Q1.How many times does the string GGCGCGGTGGCTCACGCCTGTAAT, which is derived from a human Alu sequence, occur with up to 2 substitutions in the excerpt of human chromosome 1? (Don’t consider reverse complements here.)
- Note: Multiple index hits might direct you to the same match multiple times, but be careful not to count a match more than once.
Q2. Using the instructions given in Question 4, how many total index hits are there when searching for occurrences of GGCGCGGTGGCTCACGCCTGTAAT with up to 2 substitutions in the excerpt of human chromosome 1? (Don’t consider reverse complements here.)
Q3 Subsequence Index
Let’s examine whether there is a benefit to using an index built using subsequences of T rather than substrings, as we discussed in the “Variations on k-mer indexes” video.
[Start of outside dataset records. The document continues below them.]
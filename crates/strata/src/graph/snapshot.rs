//! Serializable form of an [`ArchitectureGraph`].
//!
//! The snapshot is what the graph cache writes to disk and what a renderer
//! consumes. It lists nodes and edges in insertion order together with their
//! style, the same-row groups, and the layout hints.

use super::{ArchitectureGraph, EdgeStyle, LayoutHints, NodeStyle};
use serde::{Deserialize, Serialize};
use tracing::debug;

/// A node as stored in a snapshot.
#[derive(Debug, Clone, PartialEq, Eq, Serialize, Deserialize)]
pub struct NodeSnapshot {
    /// Node id.
    pub id: String,
    /// Display label.
    pub label: String,
    /// Visual attributes.
    #[serde(default)]
    pub style: NodeStyle,
}

/// An edge as stored in a snapshot.
#[derive(Debug, Clone, PartialEq, Eq, Serialize, Deserialize)]
pub struct EdgeSnapshot {
    /// Dependent node id.
    pub source: String,
    /// Dependency node id.
    pub target: String,
    /// Visual attributes.
    #[serde(default)]
    pub style: EdgeStyle,
}

/// Plain-data copy of a whole graph.
#[derive(Debug, Clone, PartialEq, Serialize, Deserialize)]
pub struct GraphSnapshot {
    /// Graph name.
    pub name: String,
    /// Nodes in insertion order.
    pub nodes: Vec<NodeSnapshot>,
    /// Edges in insertion order.
    pub edges: Vec<EdgeSnapshot>,
    /// Same-row groups.
    #[serde(default)]
    pub same_layer_groups: Vec<Vec<String>>,
    /// Layout hints.
    #[serde(default)]
    pub layout: LayoutHints,
}

impl ArchitectureGraph {
    /// Copy the graph into its serializable form.
    #[must_use]
    pub fn to_snapshot(&self) -> GraphSnapshot {
        GraphSnapshot {
            name: self.name().to_string(),
            nodes: self
                .nodes()
                .map(|n| NodeSnapshot {
                    id: n.id().to_string(),
                    label: n.label().to_string(),
                    style: n.style.clone(),
                })
                .collect(),
            edges: self
                .edges()
                .map(|(s, t, e)| EdgeSnapshot {
                    source: s.id().to_string(),
                    target: t.id().to_string(),
                    style: e.style.clone(),
                })
                .collect(),
            same_layer_groups: self.same_layer_groups().to_vec(),
            layout: *self.layout(),
        }
    }

    /// Rebuild a graph from a snapshot.
    ///
    /// The graph invariants win over the snapshot: nodes that differ only by
    /// case collapse into the first one, and duplicate edges are dropped.
    /// Edges naming an unknown node create it.
    #[must_use]
    pub fn from_snapshot(snapshot: GraphSnapshot) -> Self {
        let mut graph = Self::new(snapshot.name);

        for node in snapshot.nodes {
            let idx = graph.add_node_with_label(&node.id, &node.label);
            graph.inner_mut()[idx].style = node.style;
        }

        for edge in snapshot.edges {
            match graph.insert_edge(&edge.source, &edge.target) {
                Some(idx) => graph.inner_mut()[idx].style = edge.style,
                None => debug!(
                    from = %edge.source,
                    to = %edge.target,
                    "Dropping duplicate edge from snapshot"
                ),
            }
        }

        for group in snapshot.same_layer_groups {
            graph.add_same_layer_group(group);
        }
        graph.set_layout(snapshot.layout);
        graph
    }
}

#[cfg(test)]
mod tests {
    use super::*;
    use crate::graph::{Color, NodeShape};

    #[test]
    fn snapshot_preserves_structure_and_style() {
        let mut graph = ArchitectureGraph::new("Product");
        graph.add_edge("Product", "App.Main");
        graph.add_edge("App.Main", "Core.Util");
        let node = graph.node_mut("Core.Util").unwrap();
        node.style.border = Some(Color::RED);
        node.style.shape = NodeShape::Box;
        graph.add_same_layer_group(vec!["Core.Util".to_string()]);

        let restored = ArchitectureGraph::from_snapshot(graph.to_snapshot());

        assert_eq!(restored.to_snapshot(), graph.to_snapshot());
        assert_eq!(
            restored.node("core.util").unwrap().style.border,
            Some(Color::RED)
        );
    }

    #[test]
    fn duplicate_snapshot_edges_collapse() {
        let snapshot = GraphSnapshot {
            name: "g".to_string(),
            nodes: vec![],
            edges: vec![
                EdgeSnapshot {
                    source: "A".to_string(),
                    target: "B".to_string(),
                    style: EdgeStyle::default(),
                },
                EdgeSnapshot {
                    source: "a".to_string(),
                    target: "b".to_string(),
                    style: EdgeStyle::default(),
                },
            ],
            same_layer_groups: vec![],
            layout: LayoutHints::default(),
        };

        let graph = ArchitectureGraph::from_snapshot(snapshot);

        assert_eq!(graph.node_count(), 2);
        assert_eq!(graph.edge_count(), 1);
    }

    #[test]
    fn snapshot_json_omits_default_colors() {
        let mut graph = ArchitectureGraph::new("g");
        graph.add_edge("A", "B");

        let json = serde_json::to_string(&graph.to_snapshot()).unwrap();

        assert!(!json.contains("fill"));
        assert!(json.contains("\"source\":\"A\""));
    }
}
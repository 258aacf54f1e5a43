//! Optional hooks that narrow what the builder walks.

use std::fmt;
use std::sync::Arc;
use strata_restore::{LibraryDependency, PackageDependency, RestoreProject, TargetFramework};

/// Decides whether a project is walked at all.
pub type ProjectPredicate = Arc<dyn Fn(&RestoreProject) -> bool + Send + Sync>;

/// Selects the target frameworks walked for a project.
pub type FrameworkFilter = Arc<dyn Fn(&[TargetFramework]) -> Vec<TargetFramework> + Send + Sync>;

/// Selects the direct dependencies walked for a framework.
pub type DependencyFilter =
    Arc<dyn Fn(&[LibraryDependency]) -> Vec<LibraryDependency> + Send + Sync>;

/// Selects the transitive dependencies walked for a resolved library.
pub type PackageDependencyFilter =
    Arc<dyn Fn(&[PackageDependency]) -> Vec<PackageDependency> + Send + Sync>;

/// Filters applied while building a graph. Every hook is optional; an unset
/// hook lets everything through.
#[derive(Clone, Default)]
pub struct BuildFilters {
    project: Option<ProjectPredicate>,
    framework: Option<FrameworkFilter>,
    dependency: Option<DependencyFilter>,
    package_dependency: Option<PackageDependencyFilter>,
}

impl BuildFilters {
    /// No filtering.
    #[must_use]
    pub fn new() -> Self {
        Self::default()
    }

    /// Only walk projects for which `predicate` returns `true`.
    #[must_use]
    pub fn with_project_predicate(
        mut self,
        predicate: impl Fn(&RestoreProject) -> bool + Send + Sync + 'static,
    ) -> Self {
        self.project = Some(Arc::new(predicate));
        self
    }

    /// Replace each project's framework list with `filter`'s output.
    #[must_use]
    pub fn with_framework_filter(
        mut self,
        filter: impl Fn(&[TargetFramework]) -> Vec<TargetFramework> + Send + Sync + 'static,
    ) -> Self {
        self.framework = Some(Arc::new(filter));
        self
    }

    /// Replace each framework's direct dependencies with `filter`'s output.
    #[must_use]
    pub fn with_dependency_filter(
        mut self,
        filter: impl Fn(&[LibraryDependency]) -> Vec<LibraryDependency> + Send + Sync + 'static,
    ) -> Self {
        self.dependency = Some(Arc::new(filter));
        self
    }

    /// Replace each library's transitive dependencies with `filter`'s output.
    #[must_use]
    pub fn with_package_dependency_filter(
        mut self,
        filter: impl Fn(&[PackageDependency]) -> Vec<PackageDependency> + Send + Sync + 'static,
    ) -> Self {
        self.package_dependency = Some(Arc::new(filter));
        self
    }

    pub(super) fn accepts_project(&self, project: &RestoreProject) -> bool {
        self.project.as_ref().is_none_or(|p| p(project))
    }

    pub(super) fn frameworks(&self, frameworks: &[TargetFramework]) -> Vec<TargetFramework> {
        match &self.framework {
            Some(filter) => filter(frameworks),
            None => frameworks.to_vec(),
        }
    }

    pub(super) fn dependencies(&self, dependencies: &[LibraryDependency]) -> Vec<LibraryDependency> {
        match &self.dependency {
            Some(filter) => filter(dependencies),
            None => dependencies.to_vec(),
        }
    }

    pub(super) fn package_dependencies(
        &self,
        dependencies: &[PackageDependency],
    ) -> Vec<PackageDependency> {
        match &self.package_dependency {
            Some(filter) => filter(dependencies),
            None => dependencies.to_vec(),
        }
    }
}

impl fmt::Debug for BuildFilters {
    fn fmt(&self, f: &mut fmt::Formatter<'_>) -> fmt::Result {
        f.debug_struct("BuildFilters")
            .field("project", &self.project.is_some())
            .field("framework", &self.framework.is_some())
            .field("dependency", &self.dependency.is_some())
            .field("package_dependency", &self.package_dependency.is_some())
            .finish()
    }
}

#[cfg(test)]
mod tests {
    use super::*;
    use std::path::PathBuf;
    use strata_restore::ProjectStyle;

    fn project(name: &str) -> RestoreProject {
        RestoreProject {
            name: name.to_string(),
            path: PathBuf::from(format!("/src/{name}.csproj")),
            output_path: None,
            style: ProjectStyle::PackageReference,
            frameworks: vec![
                TargetFramework::new("net8.0", vec![LibraryDependency::package("Core.Util")]),
                TargetFramework::new("net48", vec![]),
            ],
        }
    }

    #[test]
    fn unset_filters_pass_everything() {
        let filters = BuildFilters::new();
        let project = project("App.Main");

        assert!(filters.accepts_project(&project));
        assert_eq!(filters.frameworks(&project.frameworks).len(), 2);
        assert_eq!(
            filters.dependencies(&project.frameworks[0].dependencies).len(),
            1
        );
        assert!(filters.package_dependencies(&[]).is_empty());
    }

    #[test]
    fn hooks_are_applied() {
        let filters = BuildFilters::new()
            .with_project_predicate(|p| !p.name.ends_with(".Tests"))
            .with_framework_filter(|fws| {
                fws.iter().filter(|f| f.name.starts_with("net8")).cloned().collect()
            })
            .with_package_dependency_filter(|deps| {
                deps.iter().filter(|d| !d.id.starts_with("System.")).cloned().collect()
            });

        assert!(filters.accepts_project(&project("App.Main")));
        assert!(!filters.accepts_project(&project("App.Main.Tests")));
        assert_eq!(
            filters.frameworks(&project("App.Main").frameworks)[0].name,
            "net8.0"
        );
        let kept = filters.package_dependencies(&[
            PackageDependency::new("System.Memory", "4.5.5"),
            PackageDependency::new("Core.Util", "1.0.0"),
        ]);
        assert_eq!(kept.len(), 1);
        assert!(format!("{filters:?}").contains("project: true"));
    }
}
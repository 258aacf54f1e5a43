//! Visual attributes carried by graph nodes and edges, and graph-level layout hints.
//!
//! The layout engine and renderer live outside this crate. Everything here is
//! plain data that a renderer reads back.

use serde::{Deserialize, Serialize};
use std::fmt;
use std::str::FromStr;

/// An ARGB color.
///
/// Serializes as `#RRGGBB` when opaque and `#AARRGGBB` otherwise. Parsing also
/// accepts a few CSS color names.
#[derive(Debug, Clone, Copy, PartialEq, Eq, Hash, Serialize, Deserialize)]
#[serde(try_from = "String", into = "String")]
pub struct Color {
    /// Alpha channel.
    pub a: u8,
    /// Red channel.
    pub r: u8,
    /// Green channel.
    pub g: u8,
    /// Blue channel.
    pub b: u8,
}

impl Color {
    /// Opaque white.
    pub const WHITE: Self = Self::rgb(0xFF, 0xFF, 0xFF);
    /// Opaque black.
    pub const BLACK: Self = Self::rgb(0x00, 0x00, 0x00);
    /// Opaque red.
    pub const RED: Self = Self::rgb(0xFF, 0x00, 0x00);
    /// Opaque yellow.
    pub const YELLOW: Self = Self::rgb(0xFF, 0xFF, 0x00);

    /// Create an opaque color.
    #[must_use]
    pub const fn rgb(r: u8, g: u8, b: u8) -> Self {
        Self { a: 0xFF, r, g, b }
    }

    fn named(name: &str) -> Option<Self> {
        let color = match name.to_ascii_lowercase().as_str() {
            "white" => Self::WHITE,
            "black" => Self::BLACK,
            "red" => Self::RED,
            "yellow" => Self::YELLOW,
            "green" => Self::rgb(0x00, 0x80, 0x00),
            "blue" => Self::rgb(0x00, 0x00, 0xFF),
            "gray" | "grey" => Self::rgb(0x80, 0x80, 0x80),
            "lightgray" | "lightgrey" => Self::rgb(0xD3, 0xD3, 0xD3),
            "orange" => Self::rgb(0xFF, 0xA5, 0x00),
            "lightblue" => Self::rgb(0xAD, 0xD8, 0xE6),
            "lightgreen" => Self::rgb(0x90, 0xEE, 0x90),
            "transparent" => Self {
                a: 0,
                r: 0xFF,
                g: 0xFF,
                b: 0xFF,
            },
            _ => return None,
        };
        Some(color)
    }
}

/// Error returned when a color string cannot be parsed.
#[derive(Debug, Clone, PartialEq, Eq)]
pub struct ParseColorError(String);

impl fmt::Display for ParseColorError {
    fn fmt(&self, f: &mut fmt::Formatter<'_>) -> fmt::Result {
        write!(f, "invalid color '{}'", self.0)
    }
}

impl std::error::Error for ParseColorError {}

impl FromStr for Color {
    type Err = ParseColorError;

    fn from_str(s: &str) -> Result<Self, Self::Err> {
        let trimmed = s.trim();
        let Some(hex) = trimmed.strip_prefix('#') else {
            return Self::named(trimmed).ok_or_else(|| ParseColorError(s.to_string()));
        };

        let channel = |i: usize| {
            hex.get(i..i + 2)
                .and_then(|pair| u8::from_str_radix(pair, 16).ok())
                .ok_or_else(|| ParseColorError(s.to_string()))
        };

        match hex.len() {
            6 => Ok(Self::rgb(channel(0)?, channel(2)?, channel(4)?)),
            8 => Ok(Self {
                a: channel(0)?,
                r: channel(2)?,
                g: channel(4)?,
                b: channel(6)?,
            }),
            _ => Err(ParseColorError(s.to_string())),
        }
    }
}

impl fmt::Display for Color {
    fn fmt(&self, f: &mut fmt::Formatter<'_>) -> fmt::Result {
        if self.a == 0xFF {
            write!(f, "#{:02X}{:02X}{:02X}", self.r, self.g, self.b)
        } else {
            write!(
                f,
                "#{:02X}{:02X}{:02X}{:02X}",
                self.a, self.r, self.g, self.b
            )
        }
    }
}

impl TryFrom<String> for Color {
    type Error = ParseColorError;

    fn try_from(value: String) -> Result<Self, Self::Error> {
        value.parse()
    }
}

impl From<Color> for String {
    fn from(color: Color) -> Self {
        color.to_string()
    }
}

/// Node outline shape.
#[derive(Debug, Clone, Copy, PartialEq, Eq, Default, Serialize, Deserialize)]
#[serde(rename_all = "kebab-case")]
pub enum NodeShape {
    /// Renderer default.
    #[default]
    Ellipse,
    /// Rectangle; used for every node assigned to a layer.
    Box,
}

/// Style attributes of a node. `None` means "renderer default".
#[derive(Debug, Clone, PartialEq, Eq, Default, Serialize, Deserialize)]
pub struct NodeStyle {
    /// Fill color.
    #[serde(default, skip_serializing_if = "Option::is_none")]
    pub fill: Option<Color>,
    /// Border color.
    #[serde(default, skip_serializing_if = "Option::is_none")]
    pub border: Option<Color>,
    /// Label color.
    #[serde(default, skip_serializing_if = "Option::is_none")]
    pub text: Option<Color>,
    /// Outline shape.
    #[serde(default)]
    pub shape: NodeShape,
    /// Space between label and border.
    #[serde(default)]
    pub label_margin: u32,
}

/// Style attributes of an edge.
#[derive(Debug, Clone, PartialEq, Eq, Default, Serialize, Deserialize)]
pub struct EdgeStyle {
    /// Stroke color; `None` means renderer default.
    #[serde(default, skip_serializing_if = "Option::is_none")]
    pub color: Option<Color>,
}

/// Direction layers are laid out in.
#[derive(Debug, Clone, Copy, PartialEq, Eq, Default, Serialize, Deserialize)]
#[serde(rename_all = "kebab-case")]
pub enum LayerDirection {
    /// Top to bottom.
    #[default]
    TopToBottom,
    /// Left to right.
    LeftToRight,
}

/// Edge routing mode requested from the layout engine.
#[derive(Debug, Clone, Copy, PartialEq, Eq, Default, Serialize, Deserialize)]
#[serde(rename_all = "kebab-case")]
pub enum EdgeRouting {
    /// Straight segments.
    #[default]
    Straight,
    /// Splines fitted to the layered layout.
    Splines,
}

/// How disconnected components are packed.
#[derive(Debug, Clone, Copy, PartialEq, Eq, Default, Serialize, Deserialize)]
#[serde(rename_all = "kebab-case")]
pub enum PackingMethod {
    /// Compact packing.
    #[default]
    Compact,
    /// One column per component.
    Columns,
}

/// Graph-level hints for the external layout engine.
#[derive(Debug, Clone, Copy, PartialEq, Default, Serialize, Deserialize)]
pub struct LayoutHints {
    /// Layer direction.
    pub direction: LayerDirection,
    /// Minimum distance between sibling nodes.
    pub node_separation: f64,
    /// Margin around clusters.
    pub cluster_margin: f64,
    /// Edge routing mode.
    pub routing: EdgeRouting,
    /// Cone angle (degrees) used by spline routing.
    pub cone_angle: f64,
    /// Component packing.
    pub packing: PackingMethod,
}

#[cfg(test)]
mod tests {
    use super::*;
    use rstest::rstest;

    #[rstest]
    #[case("#FF0000", Color::RED)]
    #[case("#ff0000", Color::RED)]
    #[case("red", Color::RED)]
    #[case(" Yellow ", Color::YELLOW)]
    #[case("#80FFFFFF", Color { a: 0x80, r: 0xFF, g: 0xFF, b: 0xFF })]
    fn parses_colors(#[case] input: &str, #[case] expected: Color) {
        assert_eq!(input.parse::<Color>().unwrap(), expected);
    }

    #[rstest]
    #[case("#FFF")]
    #[case("#GG0000")]
    #[case("chartreuse-ish")]
    fn rejects_bad_colors(#[case] input: &str) {
        assert!(input.parse::<Color>().is_err());
    }

    #[test]
    fn display_omits_opaque_alpha() {
        assert_eq!(Color::YELLOW.to_string(), "#FFFF00");
        assert_eq!(
            Color { a: 0x10, r: 1, g: 2, b: 3 }.to_string(),
            "#10010203"
        );
    }

    #[test]
    fn serde_uses_hex_strings() {
        let json = serde_json::to_string(&Color::RED).unwrap();
        assert_eq!(json, "\"#FF0000\"");

        let back: Color = serde_json::from_str("\"black\"").unwrap();
        assert_eq!(back, Color::BLACK);
    }
}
We’ll consider subsequences involving every N characters. For example, if we split ATATAT into two substring partitions, we would get partitions ATA (the first half) and TAT (second half). But if we split ATATAT into two subsequences by taking every other character, we would get AAA (first, third and fifth characters) and TTT (second, fourth and sixth).
Another way to visualize this is using numbers to show how each character of P is allocated to a partition. Splitting a length-6 pattern into two substrings could be represented as 111222, and splitting into two subsequences of every other character could be represented as 121212.
Implement a SubseqIndex class that build index with every Nth (ival) character, which would be a more general implementation of Index.
Write a function that, given a length-24 pattern P and given a SubseqIndex object built with k = 8 and ival = 3, finds all approximate occurrences of P within T with up to 2 mismatches.
Q3. When using this function, how many total index hits are there when searching for GGCGCGGTGGCTCACGCCTGTAAT with up to 2 substitutions in the excerpt of human chromosome 1? (Again, don’t consider reverse complements.)